Print erreicht andere Zielgruppe
Nichtsdestotrotz besteht kein Anlass, auf die gute, alte Printanzeige ein Abschiedslied anzustimmen. „Zeitungsannoncen werden allein schon deswegen nicht aussterben, weil sie eine andere Zielgruppe als Onlineanzeigen ansprechen. Diesen Menschen geht es um qualitative Lektüre, um Haptik sowie um das Bedürfnis, am Wochenende nicht ständig online sein zu wollen“, sagt dazu Daniel Deutsch, Geschäftsführer der auf Immobilienmarketing spezialisierten Agentur comm.at mit Büros in Innsbruck und Wien.
Der Werbeprofi betont allerdings, dass Inserate in Printmedien aufmerksamkeitsstark sein müssen. Die bloße Information über Eckdaten wie Grundriss und Preis reiche nicht aus. Gerade großflächige, sogenannte Raumanzeigen in den Immobilienteilen von „Der Standard“, „Die Presse“ oder „Kurier“ müssen die Gefühle der Interessenten ansprechen. Schließlich sind Miet- beziehungsweise Kaufentscheidungen extrem emotional geprägt und nur marginal bewusst gesteuert. Deutsch ortet hier Verbesserungspotenzial: „Noch immer bewirbt man die Immobilie selbst, statt den Kunden zu umwerben. Denn niemand sehnt sich nach Quadratmetern in bester Lage. Die Menschen sehen sich nach Gefühlen wie Sicherheit, Stabilität und Harmonie im Living-Bereich, nach Macht, Status, Überlegenheit sowie Autonomie im Officebereich und nach Erlebnis, Neuem und Individualität im Retail-Bereich.“
Online ergänzt Print und umgekehrt
Fakt ist, dass große Vermarktungskampagnen am besten crossmedial funktionieren. Um alle Zielgruppen zu erreichen, ergänzt Print idealerweise Online und umgekehrt; ebenfalls bei Inseraten, die in Tageszeitungen mangels Platz nur als karge Wortanzeige erscheinen. Der Grund für den rasanten Aufstieg der Immobilienplattformen im Internet liegt derweil selbstverständlich auch in der preislichen Komponente. „Da die fetten Jahre vorbei sind und ihre Budgets schrumpfen, inserieren die Makler nun primär online.

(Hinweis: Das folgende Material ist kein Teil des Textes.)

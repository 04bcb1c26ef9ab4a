//! WebSocket upgrade + message loop. Each client message is parsed as JSON and
//! forwarded to core logic. We reply with a single JSON message per request.
//!
//! The upgrade is authenticated (`?token=` or a bearer header); every message on
//! the socket then acts as that user.
//!
//! Every connection owns one `SpeechSession`: the browser streams recognition
//! results, and only the final one is matched against the question options.

use std::sync::Arc;
use axum::{
  extract::{
    ws::{Message, WebSocket},
    Query, State, WebSocketUpgrade,
  },
  http::HeaderMap,
  response::Response,
};
use tracing::{debug, error, info, instrument, warn};

use crate::auth::{bearer_token, user_from_token, AuthUser};
use crate::domain::QuestionType;
use crate::error::{ApiError, ApiResult};
use crate::logic::*;
use crate::protocol::{ClientWsMessage, ServerWsMessage, WsAuthQuery};
use crate::speech::{CaptureEvent, SpeechSession};
use crate::state::AppState;

#[instrument(level = "info", skip(ws, state, q, headers))]
pub async fn ws_upgrade(
  ws: WebSocketUpgrade,
  State(state): State<Arc<AppState>>,
  Query(q): Query<WsAuthQuery>,
  headers: HeaderMap,
) -> ApiResult<Response> {
  info!(target: "lingo_backend", "WebSocket upgrade requested");
  let token = q
    .token
    .as_deref()
    .or_else(|| bearer_token(&headers))
    .ok_or_else(|| ApiError::Unauthorized("Authentication credentials were not provided".into()))?;
  let user = user_from_token(&state, token).await?;
  Ok(ws.on_upgrade(move |socket| handle_ws(socket, state, user)))
}

#[instrument(level = "info", skip(socket, state, user), fields(user_id = %user.user_id))]
async fn handle_ws(mut socket: WebSocket, state: Arc<AppState>, user: AuthUser) {
  info!(target: "lingo_backend", "WebSocket connected");
  let mut session = SpeechSession::new();

  while let Some(Ok(msg)) = socket.recv().await {
    match msg {
      Message::Text(txt) => {
        let reply_msg = match serde_json::from_str::<ClientWsMessage>(&txt) {
          Ok(incoming) => {
            debug!(target: "lingo_backend", "WS received: {:?}", &incoming);
            handle_client_ws(incoming, &state, &user, &mut session).await
          }
          Err(e) => ServerWsMessage::Error { message: format!("Invalid JSON: {}", e) },
        };

        let out = serde_json::to_string(&reply_msg).unwrap_or_else(|e| {
          serde_json::json!({ "type": "error", "message": format!("Serialization error: {}", e) }).to_string()
        });

        if let Err(e) = socket.send(Message::Text(out)).await {
          error!(target: "lingo_backend", error = %e, "WS send error");
          break;
        }
      }
      Message::Ping(payload) => { let _ = socket.send(Message::Pong(payload)).await; }
      Message::Close(_) => break,
      _ => {}
    }
  }

  if session.is_active() {
    session.abort();
    debug!(target: "speech", "Recording session aborted on disconnect");
  }
  info!(target: "lingo_backend", "WebSocket disconnected");
}

fn error_reply(e: ApiError) -> ServerWsMessage {
  warn!(target: "lingo_backend", error = %e, "WS request failed");
  ServerWsMessage::Error { message: e.to_string() }
}

#[instrument(level = "info", skip(state, user, session), fields(user_id = %user.user_id))]
pub async fn handle_client_ws(
  msg: ClientWsMessage,
  state: &AppState,
  user: &AuthUser,
  session: &mut SpeechSession,
) -> ServerWsMessage {
  match msg {
    ClientWsMessage::Ping => ServerWsMessage::Pong,

    ClientWsMessage::StartQuiz { quiz_id } => match start_quiz(state, &user.user_id, quiz_id).await {
      Ok(progress) => ServerWsMessage::Progress { progress },
      Err(e) => error_reply(e),
    },

    ClientWsMessage::SubmitQuiz { quiz_id, answers } => {
      match submit_quiz(state, &user.user_id, quiz_id, &answers).await {
        Ok(result) => ServerWsMessage::QuizResult { result },
        Err(e) => error_reply(e),
      }
    }

    ClientWsMessage::SpeechStart { question_id } => {
      let Some(question) = state.get_question(question_id) else {
        return error_reply(ApiError::NotFound(format!("Unknown question: {}", question_id)));
      };
      if question.question_type != QuestionType::Speech {
        return error_reply(ApiError::BadRequest(format!(
          "Question {} does not accept spoken answers",
          question_id
        )));
      }
      session.start(question_id);
      debug!(target: "speech", question_id, "Recording session started");
      ServerWsMessage::SpeechListening { question_id }
    }

    ClientWsMessage::SpeechResult { text, is_final } => match session.push_result(&text, is_final) {
      Ok(CaptureEvent::Interim(text)) => ServerWsMessage::SpeechInterim { text },
      Ok(CaptureEvent::Final(fin)) => match match_spoken_answer(state, fin.question_id, &fin.text) {
        Ok(matched) => {
          info!(target: "speech", question_id = fin.question_id, selected = matched.selected_option_id, "WS spoken answer matched");
          ServerWsMessage::SpeechMatch { matched }
        }
        Err(e) => error_reply(e),
      },
      Err(e) => error_reply(e.into()),
    },

    ClientWsMessage::SpeechStop => match (session.stop(), session.question_id()) {
      (true, Some(question_id)) => {
        debug!(target: "speech", question_id, "Recording stop requested; awaiting final result");
        ServerWsMessage::SpeechStopping { question_id }
      }
      _ => ServerWsMessage::SpeechEnded,
    },

    ClientWsMessage::SpeechEnd => {
      session.end();
      ServerWsMessage::SpeechEnded
    }

    ClientWsMessage::SpeechAbort => {
      session.abort();
      debug!(target: "speech", "Recording session aborted");
      ServerWsMessage::SpeechEnded
    }
  }
}

#[cfg(test)]
mod tests {
  use super::*;
  use crate::domain::Level;

  fn ana() -> AuthUser {
    AuthUser { user_id: "ana".into(), email: "ana@example.com".into() }
  }

  fn speech_question(state: &AppState) -> (u64, String) {
    let quiz = state.list_quizzes(Some("it"), Some(Level::Intermediate))[0];
    let q = quiz.questions.iter().find(|q| q.question_type == QuestionType::Speech).unwrap();
    let correct = q.options.iter().find(|o| o.is_correct).unwrap();
    (q.id, correct.text.clone())
  }

  async fn send(msg: ClientWsMessage, state: &AppState, session: &mut SpeechSession) -> ServerWsMessage {
    handle_client_ws(msg, state, &ana(), session).await
  }

  #[tokio::test]
  async fn interim_then_final_yields_one_match() {
    let state = AppState::default();
    let mut session = SpeechSession::new();
    let (qid, text) = speech_question(&state);

    let r = send(ClientWsMessage::SpeechStart { question_id: qid }, &state, &mut session).await;
    assert!(matches!(r, ServerWsMessage::SpeechListening { question_id } if question_id == qid));

    let r = send(ClientWsMessage::SpeechResult { text: "come".into(), is_final: false }, &state, &mut session).await;
    assert!(matches!(r, ServerWsMessage::SpeechInterim { .. }));

    let r = send(ClientWsMessage::SpeechResult { text: text.to_lowercase(), is_final: true }, &state, &mut session).await;
    match r {
      ServerWsMessage::SpeechMatch { matched } => assert_eq!(matched.similarity, 1.0),
      other => panic!("unexpected reply: {:?}", other),
    }

    let r = send(ClientWsMessage::SpeechResult { text, is_final: true }, &state, &mut session).await;
    assert!(matches!(r, ServerWsMessage::Error { .. }));
  }

  #[tokio::test]
  async fn aborted_session_is_not_scored() {
    let state = AppState::default();
    let mut session = SpeechSession::new();
    let (qid, text) = speech_question(&state);

    send(ClientWsMessage::SpeechStart { question_id: qid }, &state, &mut session).await;
    let r = send(ClientWsMessage::SpeechAbort, &state, &mut session).await;
    assert!(matches!(r, ServerWsMessage::SpeechEnded));
    let r = send(ClientWsMessage::SpeechResult { text, is_final: true }, &state, &mut session).await;
    assert!(matches!(r, ServerWsMessage::Error { .. }));
  }

  #[tokio::test]
  async fn stop_waits_for_final_but_end_discards_it() {
    let state = AppState::default();
    let mut session = SpeechSession::new();
    let (qid, text) = speech_question(&state);

    send(ClientWsMessage::SpeechStart { question_id: qid }, &state, &mut session).await;
    let r = send(ClientWsMessage::SpeechStop, &state, &mut session).await;
    assert!(matches!(r, ServerWsMessage::SpeechStopping { question_id } if question_id == qid));

    let r = send(ClientWsMessage::SpeechEnd, &state, &mut session).await;
    assert!(matches!(r, ServerWsMessage::SpeechEnded));
    let r = send(ClientWsMessage::SpeechResult { text, is_final: true }, &state, &mut session).await;
    assert!(matches!(r, ServerWsMessage::Error { .. }));
  }

  #[tokio::test]
  async fn stop_after_final_reports_ended() {
    let state = AppState::default();
    let mut session = SpeechSession::new();
    let (qid, text) = speech_question(&state);

    let r = send(ClientWsMessage::SpeechStop, &state, &mut session).await;
    assert!(matches!(r, ServerWsMessage::SpeechEnded));

    send(ClientWsMessage::SpeechStart { question_id: qid }, &state, &mut session).await;
    send(ClientWsMessage::SpeechResult { text, is_final: true }, &state, &mut session).await;
    let r = send(ClientWsMessage::SpeechStop, &state, &mut session).await;
    assert!(matches!(r, ServerWsMessage::SpeechEnded));
  }

  #[tokio::test]
  async fn start_for_unknown_question_fails() {
    let state = AppState::default();
    let mut session = SpeechSession::new();
    let r = send(ClientWsMessage::SpeechStart { question_id: 77_777 }, &state, &mut session).await;
    assert!(matches!(r, ServerWsMessage::Error { .. }));
    assert!(!session.is_active());
  }

  #[tokio::test]
  async fn start_for_non_speech_question_fails() {
    let state = AppState::default();
    let mut session = SpeechSession::new();
    let mc = state.list_quizzes(Some("es"), Some(Level::Beginner))[0].questions[0].id;
    let r = send(ClientWsMessage::SpeechStart { question_id: mc }, &state, &mut session).await;
    match r {
      ServerWsMessage::Error { message } => assert!(message.contains("does not accept spoken answers")),
      other => panic!("unexpected reply: {:?}", other),
    }
    assert!(!session.is_active());
  }

  #[tokio::test]
  async fn quiz_messages_act_as_authenticated_user() {
    let state = AppState::default();
    let mut session = SpeechSession::new();
    let r = send(ClientWsMessage::StartQuiz { quiz_id: 1 }, &state, &mut session).await;
    assert!(matches!(r, ServerWsMessage::Progress { .. }));
    assert_eq!(state.progress_for_user("ana").await.len(), 1);
    assert!(state.progress_for_user("ben").await.is_empty());
  }
}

Andere Makler wiederum präsentieren ihr Konterfei regelmäßig bei kleinen Wortanzeigen in Tageszeitungen. Das generiert aufgrund der permanenten Darstellung Aufmerksamkeit und macht durchaus Sinn“, weiß Daniel Deutsch. Eine perfekte Anzeige – ob im World Wide Web oder in einem Printmedium – ist jedoch nur die halbe Miete. Denn sie fruchtet nicht, wenn nach der Kontaktaufnahme der Makler die Erwartungen des Wohnungssuchenden enttäuscht.